**Assigned task**
Exactly as they appear, copy the lines from the start of the entries below to the line containing "for monetary amounts", both ends included.

━━ Material supplied ━━

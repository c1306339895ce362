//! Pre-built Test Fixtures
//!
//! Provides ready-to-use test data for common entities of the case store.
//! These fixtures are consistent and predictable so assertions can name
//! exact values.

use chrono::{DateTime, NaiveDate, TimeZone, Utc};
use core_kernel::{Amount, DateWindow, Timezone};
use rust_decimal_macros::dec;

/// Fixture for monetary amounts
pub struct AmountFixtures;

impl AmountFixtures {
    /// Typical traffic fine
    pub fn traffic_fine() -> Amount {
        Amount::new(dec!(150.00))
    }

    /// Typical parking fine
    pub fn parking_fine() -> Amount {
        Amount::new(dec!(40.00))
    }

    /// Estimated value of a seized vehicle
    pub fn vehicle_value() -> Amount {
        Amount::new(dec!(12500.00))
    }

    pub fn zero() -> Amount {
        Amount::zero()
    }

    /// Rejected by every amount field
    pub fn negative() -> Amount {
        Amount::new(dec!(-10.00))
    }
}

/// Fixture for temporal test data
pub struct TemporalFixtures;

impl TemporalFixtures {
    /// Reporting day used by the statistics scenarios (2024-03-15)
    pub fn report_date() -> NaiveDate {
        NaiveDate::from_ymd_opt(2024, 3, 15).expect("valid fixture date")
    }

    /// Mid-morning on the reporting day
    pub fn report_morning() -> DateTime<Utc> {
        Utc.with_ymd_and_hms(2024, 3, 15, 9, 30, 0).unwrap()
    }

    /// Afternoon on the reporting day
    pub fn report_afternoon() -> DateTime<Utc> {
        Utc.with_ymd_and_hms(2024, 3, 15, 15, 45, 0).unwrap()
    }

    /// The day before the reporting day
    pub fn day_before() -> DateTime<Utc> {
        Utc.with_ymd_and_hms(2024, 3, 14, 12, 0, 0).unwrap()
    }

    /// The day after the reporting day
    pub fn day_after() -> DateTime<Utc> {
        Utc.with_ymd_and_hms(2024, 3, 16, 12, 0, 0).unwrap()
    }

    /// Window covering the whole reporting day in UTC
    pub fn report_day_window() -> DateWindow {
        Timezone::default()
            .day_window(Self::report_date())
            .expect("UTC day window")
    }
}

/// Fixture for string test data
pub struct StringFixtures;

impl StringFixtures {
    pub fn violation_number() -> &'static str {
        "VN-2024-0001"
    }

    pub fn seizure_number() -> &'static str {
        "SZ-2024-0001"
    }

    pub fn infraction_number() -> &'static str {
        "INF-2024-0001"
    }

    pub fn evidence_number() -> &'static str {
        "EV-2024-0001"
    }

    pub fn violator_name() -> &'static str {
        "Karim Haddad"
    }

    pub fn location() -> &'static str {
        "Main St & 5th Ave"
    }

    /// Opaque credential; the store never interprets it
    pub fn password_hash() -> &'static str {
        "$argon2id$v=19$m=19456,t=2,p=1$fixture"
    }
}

━━━

**Problem solution**
repository c1306339895ce362
//! Pre-built Test Fixtures
//!
//! Provides ready-to-use test data for common entities of the case store.
//! These fixtures are consistent and predictable so assertions can name
//! exact values.

use chrono::{DateTime, NaiveDate, TimeZone, Utc};
use core_kernel::{Amount, DateWindow, Timezone};
use rust_decimal_macros::dec;

/// Fixture for monetary amounts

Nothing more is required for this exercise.